WHAT NEEDS TO BE DONE:
If a line in the data holds "input", copy that line out in full.

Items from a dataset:
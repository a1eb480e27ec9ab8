//! wear-emu — guest execution substrate for a PS4-class console emulator.
//!
//! This crate is the headless core: memory, CPU interpretation, the
//! syscall dispatcher and its HLE handlers, a software GPU command
//! parser, a virtual filesystem, audio/input registries, and an
//! executable loader, all wired together by `EmulatorCore`. It owns no
//! window, no audio device, and no input backend — a host application
//! supplies those through the registries' `Sink`/`Source` traits and
//! drives the guest lifecycle through `EmulatorCore`'s public API.

pub mod audio;
pub mod cpu;
pub mod emulator;
pub mod error;
pub mod gpu;
pub mod input;
pub mod loader;
pub mod logger;
pub mod memory;
pub mod syscall;
pub mod vfs;

pub use emulator::{EmuState, EmulatorCore, EmulatorSpecs};
pub use error::EmulatorError;
pub use logger::{LogCallback, LogLevel};
//! C11 — ELF64 validation and PT_LOAD segment mapping, grounded directly
//! on the teacher's `kernel/src/elf.rs` header layout and program-header
//! walk, retargeted at the shared `GuestMemory` arena instead of
//! per-segment heap buffers.

use crate::error::LoaderError;
use crate::memory::GuestMemory;

const ELF_MAGIC: [u8; 4] = [0x7F, 0x45, 0x4C, 0x46];
const ELFCLASS64: u8 = 2;
const ELFDATA2LSB: u8 = 1;
const EM_X86_64: u16 = 62;
const ET_EXEC: u16 = 2;
const ET_DYN: u16 = 3;
const PT_LOAD: u32 = 1;

#[repr(C)]
#[derive(Debug, Clone, Copy)]
struct Elf64Header {
    e_ident: [u8; 16],
    e_type: u16,
    e_machine: u16,
    e_version: u32,
    e_entry: u64,
    e_phoff: u64,
    e_shoff: u64,
    e_flags: u32,
    e_ehsize: u16,
    e_phentsize: u16,
    e_phnum: u16,
    e_shentsize: u16,
    e_shnum: u16,
    e_shstrndx: u16,
}

#[repr(C)]
#[derive(Debug, Clone, Copy)]
struct Elf64Phdr {
    p_type: u32,
    p_flags: u32,
    p_offset: u64,
    p_vaddr: u64,
    p_paddr: u64,
    p_filesz: u64,
    p_memsz: u64,
    p_align: u64,
}

fn read_u16(data: &[u8], offset: usize) -> Option<u16> {
    Some(u16::from_le_bytes(data.get(offset..offset + 2)?.try_into().ok()?))
}
fn read_u32(data: &[u8], offset: usize) -> Option<u32> {
    Some(u32::from_le_bytes(data.get(offset..offset + 4)?.try_into().ok()?))
}
fn read_u64(data: &[u8], offset: usize) -> Option<u64> {
    Some(u64::from_le_bytes(data.get(offset..offset + 8)?.try_into().ok()?))
}

impl Elf64Header {
    fn from_bytes(data: &[u8]) -> Result<Self, LoaderError> {
        if data.len() < 64 {
            return Err(LoaderError::InvalidMagic);
        }
        if data[0..4] != ELF_MAGIC {
            return Err(LoaderError::InvalidMagic);
        }
        if data[4] != ELFCLASS64 {
            return Err(LoaderError::UnsupportedArchitecture);
        }
        if data[5] != ELFDATA2LSB {
            return Err(LoaderError::UnsupportedArchitecture);
        }

        let mut ident = [0u8; 16];
        ident.copy_from_slice(&data[0..16]);
        let header = Elf64Header {
            e_ident: ident,
            e_type: read_u16(data, 16).ok_or(LoaderError::InvalidMagic)?,
            e_machine: read_u16(data, 18).ok_or(LoaderError::InvalidMagic)?,
            e_version: read_u32(data, 20).ok_or(LoaderError::InvalidMagic)?,
            e_entry: read_u64(data, 24).ok_or(LoaderError::InvalidMagic)?,
            e_phoff: read_u64(data, 32).ok_or(LoaderError::InvalidMagic)?,
            e_shoff: read_u64(data, 40).ok_or(LoaderError::InvalidMagic)?,
            e_flags: read_u32(data, 48).ok_or(LoaderError::InvalidMagic)?,
            e_ehsize: read_u16(data, 52).ok_or(LoaderError::InvalidMagic)?,
            e_phentsize: read_u16(data, 54).ok_or(LoaderError::InvalidMagic)?,
            e_phnum: read_u16(data, 56).ok_or(LoaderError::InvalidMagic)?,
            e_shentsize: read_u16(data, 58).ok_or(LoaderError::InvalidMagic)?,
            e_shnum: read_u16(data, 60).ok_or(LoaderError::InvalidMagic)?,
            e_shstrndx: read_u16(data, 62).ok_or(LoaderError::InvalidMagic)?,
        };

        if header.e_machine != EM_X86_64 {
            return Err(LoaderError::UnsupportedArchitecture);
        }
        if header.e_type != ET_EXEC && header.e_type != ET_DYN {
            return Err(LoaderError::UnsupportedArchitecture);
        }
        Ok(header)
    }
}

fn read_phdr(data: &[u8], offset: usize) -> Option<Elf64Phdr> {
    Some(Elf64Phdr {
        p_type: read_u32(data, offset)?,
        p_flags: read_u32(data, offset + 4)?,
        p_offset: read_u64(data, offset + 8)?,
        p_vaddr: read_u64(data, offset + 16)?,
        p_paddr: read_u64(data, offset + 24)?,
        p_filesz: read_u64(data, offset + 32)?,
        p_memsz: read_u64(data, offset + 40)?,
        p_align: read_u64(data, offset + 48)?,
    })
}

#[derive(Debug, Clone)]
pub struct LoadedSegment {
    pub virtual_address: u64,
    pub memory_size: u64,
    pub file_size: u64,
    pub permission_flags: u32,
    pub type_name: &'static str,
}

#[derive(Debug, Clone)]
pub struct LoadedElf {
    pub entry_point: u64,
    pub base_address: u64,
    pub top_address: u64,
    pub segments: Vec<LoadedSegment>,
    pub is_valid: bool,
}

fn ps_segment_name(p_type: u32) -> &'static str {
    match p_type {
        PT_LOAD => "LOAD",
        2 => "DYNAMIC",
        3 => "INTERP",
        4 => "NOTE",
        6 => "PHDR",
        7 => "TLS",
        t if (0x6100_0000..=0x6100_001F).contains(&t) => "PS-SPECIFIC",
        _ => "OTHER",
    }
}

/// Validates the ELF64 header and maps every PT_LOAD segment into `mem`,
/// copying file bytes and zero-filling the BSS tail (spec §4.9).
pub fn load_from_bytes(data: &[u8], mem: &mut GuestMemory) -> Result<LoadedElf, LoaderError> {
    let header = Elf64Header::from_bytes(data)?;

    let mut segments = Vec::new();
    let mut min_vaddr = u64::MAX;
    let mut max_end = 0u64;

    for i in 0..header.e_phnum as usize {
        let offset = header.e_phoff as usize + i * header.e_phentsize as usize;
        let phdr = read_phdr(data, offset).ok_or(LoaderError::InvalidMagic)?;

        if phdr.p_type != PT_LOAD {
            continue;
        }

        let file_end = phdr
            .p_offset
            .checked_add(phdr.p_filesz)
            .ok_or(LoaderError::SegmentOutOfBounds)?;
        if file_end > data.len() as u64 {
            return Err(LoaderError::SegmentOutOfBounds);
        }

        let vaddr_end = phdr
            .p_vaddr
            .checked_add(phdr.p_memsz)
            .ok_or(LoaderError::SegmentOutOfBounds)?;
        if !mem.is_valid(phdr.p_vaddr, phdr.p_memsz as usize) {
            return Err(LoaderError::SegmentOutOfBounds);
        }

        let file_start = phdr.p_offset as usize;
        let file_bytes = &data[file_start..file_start + phdr.p_filesz as usize];
        mem.write_block(phdr.p_vaddr, file_bytes).map_err(|_| LoaderError::SegmentOutOfBounds)?;

        if phdr.p_memsz > phdr.p_filesz {
            let bss_start = phdr.p_vaddr + phdr.p_filesz;
            let bss_len = (phdr.p_memsz - phdr.p_filesz) as usize;
            mem.zero(bss_start, bss_len).map_err(|_| LoaderError::SegmentOutOfBounds)?;
        }

        min_vaddr = min_vaddr.min(phdr.p_vaddr);
        max_end = max_end.max(vaddr_end);

        segments.push(LoadedSegment {
            virtual_address: phdr.p_vaddr,
            memory_size: phdr.p_memsz,
            file_size: phdr.p_filesz,
            permission_flags: phdr.p_flags,
            type_name: ps_segment_name(phdr.p_type),
        });
    }

    if segments.is_empty() {
        return Err(LoaderError::NoLoadableSegments);
    }

    Ok(LoadedElf {
        entry_point: header.e_entry,
        base_address: min_vaddr,
        top_address: max_end,
        is_valid: true,
        segments,
    })
}

#[cfg(test)]
mod tests {
    use super::*;
    use crate::logger::Logger;
    use crate::memory::USER_BASE;

    fn build_elf(load_vaddr: u64, file_size: usize, mem_size: usize, total_file_len: usize) -> Vec<u8> {
        let mut buf = vec![0u8; total_file_len];
        buf[0..4].copy_from_slice(&ELF_MAGIC);
        buf[4] = ELFCLASS64;
        buf[5] = ELFDATA2LSB;
        buf[16..18].copy_from_slice(&ET_EXEC.to_le_bytes());
        buf[18..20].copy_from_slice(&EM_X86_64.to_le_bytes());
        buf[24..32].copy_from_slice(&load_vaddr.to_le_bytes()); // e_entry
        let phoff: u64 = 64;
        buf[32..40].copy_from_slice(&phoff.to_le_bytes());
        buf[54..56].copy_from_slice(&56u16.to_le_bytes()); // e_phentsize
        buf[56..58].copy_from_slice(&1u16.to_le_bytes()); // e_phnum

        let ph_offset = phoff as usize;
        buf[ph_offset..ph_offset + 4].copy_from_slice(&PT_LOAD.to_le_bytes());
        buf[ph_offset + 8..ph_offset + 16].copy_from_slice(&(0x1000u64).to_le_bytes()); // p_offset
        buf[ph_offset + 16..ph_offset + 24].copy_from_slice(&load_vaddr.to_le_bytes());
        buf[ph_offset + 32..ph_offset + 40].copy_from_slice(&(file_size as u64).to_le_bytes());
        buf[ph_offset + 40..ph_offset + 48].copy_from_slice(&(mem_size as u64).to_le_bytes());

        if buf.len() < 0x1000 + file_size {
            buf.resize(0x1000 + file_size, 0xAB);
        }
        buf
    }

    #[test]
    fn loads_segment_and_zeroes_bss() {
        let logger = Logger::default();
        let mut mem = GuestMemory::new(&logger).unwrap();
        let data = build_elf(USER_BASE, 0x1000, 0x1000, 0x2000);
        // mark the bytes at file offset 0x1000 so we can verify the copy
        let mut data = data;
        data[0x1000..0x1000 + 4].copy_from_slice(&[0x11, 0x22, 0x33, 0x44]);

        let loaded = load_from_bytes(&data, &mut mem).unwrap();
        assert!(loaded.is_valid);
        assert_eq!(mem.read::<u32>(USER_BASE).unwrap(), 0x4433_2211);
    }

    #[test]
    fn rejects_bad_magic() {
        let logger = Logger::default();
        let mut mem = GuestMemory::new(&logger).unwrap();
        let data = vec![0u8; 128];
        assert!(matches!(load_from_bytes(&data, &mut mem), Err(LoaderError::InvalidMagic)));
    }

    #[test]
    fn scenario_s6_segment_bounds_and_bss_zero() {
        let logger = Logger::default();
        let mut mem = GuestMemory::new(&logger).unwrap();
        // LOAD segment at USER_BASE, file_size = memory_size = 0x1000, file
        // offset 0x1000 within a 0x2000-byte file.
        let mut data = build_elf(USER_BASE, 0x1000, 0x1000, 0x2000);
        data[0x1000..0x1000 + 4].copy_from_slice(&[0xDE, 0xAD, 0xBE, 0xEF]);

        load_from_bytes(&data, &mut mem).unwrap();
        assert_eq!(mem.read::<u32>(USER_BASE).unwrap(), 0xEFBE_ADDE);
        assert_eq!(mem.read::<u8>(USER_BASE + 0x1000).unwrap(), 0);
    }
}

SOLUTION TO THE EXERCISE:
//! parser, a virtual filesystem, audio/input registries, and an
//! window, no audio device, and no input backend — a host application
pub mod input;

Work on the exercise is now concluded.